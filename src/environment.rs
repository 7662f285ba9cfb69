use std::sync::Arc;

use slog::Logger;

use crate::desk::Desk;
use crate::urls::Urls;

/// Everything a request handler needs.
#[derive(Clone)]
pub struct Environment {
    pub logger: Arc<Logger>,
    pub desk: Arc<Desk>,
    pub urls: Arc<Urls>,
    pub config: Config,
}

impl Environment {
    pub fn new(logger: Arc<Logger>, desk: Arc<Desk>, urls: Arc<Urls>, config: Config) -> Self {
        Self {
            logger,
            desk,
            urls,
            config,
        }
    }
}

#[derive(Clone, Debug)]
pub struct Config {
    /// The sender name outgoing SMS messages are logged under.
    pub(crate) sms_sender: Arc<str>,
}

impl Config {
    pub fn new(sms_sender: impl Into<String>) -> Self {
        Self {
            sms_sender: Arc::from(sms_sender.into()),
        }
    }
}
----------
Task to carry out => All of the material above needs to be retyped word for word.

Written solution =>
filename src/environment.rs
repository 7662f285ba9cfb69
use std::sync::Arc;

use slog::Logger;

use crate::desk::Desk;
use crate::urls::Urls;

/// Everything a request handler needs.
#[derive(Clone)]
pub struct Environment {
    pub logger: Arc<Logger>,
    pub desk: Arc<Desk>,
    pub urls: Arc<Urls>,
    pub config: Config,
}

impl Environment {
    pub fn new(logger: Arc<Logger>, desk: Arc<Desk>, urls: Arc<Urls>, config: Config) -> Self {
        Self {
            logger,
            desk,
            urls,
            config,
        }
    }
}

#[derive(Clone, Debug)]
pub struct Config {
    /// The sender name outgoing SMS messages are logged under.
    pub(crate) sms_sender: Arc<str>,
}

impl Config {
    pub fn new(sms_sender: impl Into<String>) -> Self {
        Self {
            sms_sender: Arc::from(sms_sender.into()),
        }
    }
}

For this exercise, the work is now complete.